Less than two hours later [after they met for the first time] we held a small ceremony in our back yard. My dad and Mr. Ohlman gave a short sermon/admonition, each to their respective children… and then my dad put my hand in Joshua’s, thereby giving me away to the man I henceforth have had the privilege of calling my husband! Barring family members, I had never held a man’s hand before.
With this background and story in mind, we go back to the planned retreat in November.
It is, quite explicitly, a place for families to get together to arrange non-consenting marriages between their teenage children.
Kansas laws regarding child marriage state that a 15-yr-old can get married with special consent from a judge, and that 16 is the age at which marriage is legal with parental consent. However, Ohlman and his cronies practice betrothal which is not legal marriage, and can be done as soon as they determine a girl has breasts and her period. So the implications are that families can come here to sell off their young daughters in marriage, some much earlier than 15 if the betrothal period is taken into account. All without the consent of the children being married. (It should be noted that teenage boys are in a vulnerable and trapped position here as well, since Ohlman teaches that boys are always under the authority of their fathers, even after marriage, and that the betrothed wife moves in with the groom’s family and takes her her new life with them, under the authority of her husband.)

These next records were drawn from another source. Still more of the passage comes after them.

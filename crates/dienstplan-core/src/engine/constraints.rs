//! Hard eligibility rules and the derived metrics behind them.
//!
//! All functions here are stateless and pure: they take the current plan
//! plus a hypothetical "the employee would work at `day`" flag and never
//! mutate anything. Weeks are Monday-anchored; chains and weekend counts
//! reset at the month boundary.

use crate::calendar::{days_in_month, is_weekend, week_start_day};
use crate::catalog::ShiftCatalog;
use crate::plan::Plan;

/// Longest permitted run of consecutive work days.
pub const MAX_CONSECUTIVE_WORKDAYS: u32 = 4;

/// Most work days permitted within one Monday-Sunday week.
pub const MAX_WEEK_WORKDAYS: u32 = 4;

/// Distance sentinel for an employee with no work assignment yet.
pub const NO_ASSIGNMENT_DISTANCE: u32 = 31;

fn works_at(plan: &Plan, catalog: &ShiftCatalog, employee_id: &str, day: u32) -> bool {
    plan.shift_at(employee_id, day)
        .map(|s| catalog.is_work(s))
        .unwrap_or(false)
}

/// Length of the contiguous run of work days through `day`, assuming the
/// employee works at `day` when `hypothetical_work` is set. Scans outward
/// in both directions and stops at a free day or the month boundary.
pub fn consecutive_run_length(
    plan: &Plan,
    catalog: &ShiftCatalog,
    employee_id: &str,
    day: u32,
    days_in_month: u32,
    hypothetical_work: bool,
) -> u32 {
    let works = |d: u32| {
        if d == day {
            hypothetical_work
        } else {
            works_at(plan, catalog, employee_id, d)
        }
    };

    let mut left = 0;
    let mut d = day;
    while d > 1 && works(d - 1) {
        left += 1;
        d -= 1;
    }

    let mut right = 0;
    let mut d = day;
    while d < days_in_month && works(d + 1) {
        right += 1;
        d += 1;
    }

    left + 1 + right
}

/// Work days within the Monday-anchored week containing `day`. The partial
/// first week of the month starts at day 1.
pub fn week_work_count(
    plan: &Plan,
    catalog: &ShiftCatalog,
    employee_id: &str,
    year: i32,
    month: u32,
    day: u32,
    hypothetical_work: bool,
) -> u32 {
    let start = week_start_day(year, month, day);
    let last = days_in_month(year, month);

    let mut count = 0;
    for d in start..start + 7 {
        if d > last {
            break;
        }
        let works = if d == day {
            hypothetical_work || works_at(plan, catalog, employee_id, d)
        } else {
            works_at(plan, catalog, employee_id, d)
        };
        if works {
            count += 1;
        }
    }
    count
}

/// Number of distinct weekend blocks (indexed `(day - 1) / 7`) in which the
/// employee works at least one Saturday or Sunday.
pub fn weekends_worked(
    plan: &Plan,
    catalog: &ShiftCatalog,
    employee_id: &str,
    year: i32,
    month: u32,
    days_in_month: u32,
) -> u32 {
    let mut blocks = std::collections::BTreeSet::new();
    for d in 1..=days_in_month {
        if is_weekend(year, month, d) && works_at(plan, catalog, employee_id, d) {
            blocks.insert((d - 1) / 7);
        }
    }
    blocks.len() as u32
}

/// Minimum day-distance from `day` to any other work assignment of the
/// employee this month; [`NO_ASSIGNMENT_DISTANCE`] when there is none.
/// Larger means better temporal spread.
pub fn nearest_assignment_distance(
    plan: &Plan,
    catalog: &ShiftCatalog,
    employee_id: &str,
    day: u32,
) -> u32 {
    let mut min_dist = NO_ASSIGNMENT_DISTANCE;
    for (d, cell) in plan.employee_cells(employee_id) {
        if d != day && catalog.is_work(&cell.shift) {
            min_dist = min_dist.min(day.abs_diff(d));
        }
    }
    min_dist
}

/// Would working at `day` create or extend an isolated single free day?
///
/// Two patterns against the current neighbor cells (missing cells count as
/// free):
/// - free on both direct neighbors, with work two days out on either side
///   (the new work day turns a free block into lone gaps);
/// - `day` itself currently free and pinched between two work days.
pub fn would_create_single_free_sandwich(
    plan: &Plan,
    catalog: &ShiftCatalog,
    employee_id: &str,
    day: u32,
) -> bool {
    let works = |d: u32| d >= 1 && works_at(plan, catalog, employee_id, d);
    let free = |d: u32| !works(d);

    if free(day - 1) && free(day + 1) && (works(day.saturating_sub(2)) || works(day + 2)) {
        return true;
    }
    if works(day - 1) && !works_at(plan, catalog, employee_id, day) && works(day + 1) {
        return true;
    }
    false
}

/// Hard gate: may the planner assign the employee any work shift at `day`?
///
/// Occupied cells of any kind are skipped (the planner fills gaps, it never
/// reassigns), then the chain, weekly and sandwich rules apply against the
/// hypothetical assignment.
pub fn is_eligible(
    plan: &Plan,
    catalog: &ShiftCatalog,
    employee_id: &str,
    day: u32,
    year: i32,
    month: u32,
) -> bool {
    if plan.cell(employee_id, day).is_some() {
        return false;
    }

    let last = days_in_month(year, month);
    if consecutive_run_length(plan, catalog, employee_id, day, last, true)
        > MAX_CONSECUTIVE_WORKDAYS
    {
        return false;
    }
    if week_work_count(plan, catalog, employee_id, year, month, day, true) > MAX_WEEK_WORKDAYS {
        return false;
    }
    if would_create_single_free_sandwich(plan, catalog, employee_id, day) {
        return false;
    }
    true
}

#[cfg(test)]
mod tests {
    use super::*;

    // June 2026 starts on a Monday, 30 days.
    const YEAR: i32 = 2026;
    const MONTH: u32 = 6;

    fn catalog() -> ShiftCatalog {
        ShiftCatalog::standard()
    }

    fn plan_of(entries: &[(&str, u32, &str)]) -> Plan {
        let mut plan = Plan::new();
        for (emp, day, shift) in entries {
            plan.set(emp, *day, shift, false);
        }
        plan
    }

    #[test]
    fn test_run_length_counts_both_directions() {
        let plan = plan_of(&[("e1", 3, "TR"), ("e1", 4, "TR"), ("e1", 6, "TR")]);
        let c = catalog();
        // hypothetical work at day 5 bridges 3,4 + 5 + 6
        assert_eq!(consecutive_run_length(&plan, &c, "e1", 5, 30, true), 4);
    }

    #[test]
    fn test_run_length_ignores_off_codes() {
        let plan = plan_of(&[("e1", 3, "TR"), ("e1", 4, "U"), ("e1", 5, "TR")]);
        let c = catalog();
        assert_eq!(consecutive_run_length(&plan, &c, "e1", 5, 30, true), 1);
    }

    #[test]
    fn test_run_length_stops_at_month_boundary() {
        let plan = plan_of(&[("e1", 29, "TR"), ("e1", 30, "TR")]);
        let c = catalog();
        assert_eq!(consecutive_run_length(&plan, &c, "e1", 30, 30, true), 2);
        assert_eq!(consecutive_run_length(&plan, &c, "e1", 1, 30, true), 1);
    }

    #[test]
    fn test_week_work_count_monday_anchored() {
        // June 2026: days 1-7 form the first Monday-Sunday week.
        let plan = plan_of(&[("e1", 1, "TR"), ("e1", 2, "TR"), ("e1", 7, "NR")]);
        let c = catalog();
        assert_eq!(week_work_count(&plan, &c, "e1", YEAR, MONTH, 4, true), 4);
        // day 8 starts the next week
        assert_eq!(week_work_count(&plan, &c, "e1", YEAR, MONTH, 8, true), 1);
    }

    #[test]
    fn test_week_window_clamped_in_partial_first_week() {
        // August 2026 starts on a Saturday; days 1-2 form the partial week.
        let plan = plan_of(&[("e1", 1, "TR")]);
        let c = catalog();
        assert_eq!(week_work_count(&plan, &c, "e1", 2026, 8, 2, true), 2);
    }

    #[test]
    fn test_weekends_worked_counts_blocks_once() {
        // June 2026: 6/7 and 13/14 are weekends.
        let plan = plan_of(&[("e1", 6, "TR"), ("e1", 7, "NR"), ("e1", 13, "TR")]);
        let c = catalog();
        assert_eq!(weekends_worked(&plan, &c, "e1", YEAR, MONTH, 30), 2);
    }

    #[test]
    fn test_nearest_distance_sentinel_when_unassigned() {
        let plan = Plan::new();
        let c = catalog();
        assert_eq!(
            nearest_assignment_distance(&plan, &c, "e1", 10),
            NO_ASSIGNMENT_DISTANCE
        );
    }

    #[test]
    fn test_nearest_distance_ignores_off_codes_and_self() {
        let plan = plan_of(&[("e1", 4, "TR"), ("e1", 9, "U"), ("e1", 10, "TR")]);
        let c = catalog();
        // candidates: |10-4| = 6 and (self at 10 excluded), U at 9 not work
        assert_eq!(nearest_assignment_distance(&plan, &c, "e1", 10), 6);
        assert_eq!(nearest_assignment_distance(&plan, &c, "e1", 6), 2);
    }

    #[test]
    fn test_sandwich_free_neighbors_with_outer_work() {
        // W _ [day] _ : working at day isolates the free day in between
        let plan = plan_of(&[("e1", 2, "TR")]);
        let c = catalog();
        assert!(would_create_single_free_sandwich(&plan, &c, "e1", 4));
        // no outer work -> no sandwich
        assert!(!would_create_single_free_sandwich(&plan, &c, "e1", 10));
    }

    #[test]
    fn test_sandwich_pinched_between_work() {
        let plan = plan_of(&[("e1", 4, "TR"), ("e1", 6, "TR")]);
        let c = catalog();
        assert!(would_create_single_free_sandwich(&plan, &c, "e1", 5));
    }

    #[test]
    fn test_eligible_rejects_occupied_cells() {
        let mut plan = plan_of(&[("e1", 5, "U")]);
        let c = catalog();
        // off codes occupy the cell too; the planner fills gaps only
        assert!(!is_eligible(&plan, &c, "e1", 5, YEAR, MONTH));
        plan.set("e1", 5, "TR", true);
        assert!(!is_eligible(&plan, &c, "e1", 5, YEAR, MONTH));
    }

    #[test]
    fn test_eligible_enforces_run_cap() {
        let plan = plan_of(&[
            ("e1", 8, "TR"),
            ("e1", 9, "TR"),
            ("e1", 10, "TR"),
            ("e1", 11, "TR"),
        ]);
        let c = catalog();
        // day 12 would make a run of 5
        assert!(!is_eligible(&plan, &c, "e1", 12, YEAR, MONTH));
    }

    #[test]
    fn test_eligible_enforces_week_cap() {
        // June 2026 week of days 8-14; spread so no run of 5 forms
        let plan = plan_of(&[
            ("e1", 8, "TR"),
            ("e1", 9, "TR"),
            ("e1", 11, "TR"),
            ("e1", 12, "TR"),
        ]);
        let c = catalog();
        assert!(!is_eligible(&plan, &c, "e1", 14, YEAR, MONTH));
    }
}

Critics are calling this legal sex slavery. It’s not that extreme of a definition. Young girls sold off as sex slaves to please their husbands and bear them babies, without their consent, young boys are expected to have sex and bear children and raise a family, also without their consent, and all organized by men in positions of power. The definition fits. We often think of child brides as a travesty that happens in other countries and other religions, but in reality, it’s happening right here in America, often under the guise of Christianity.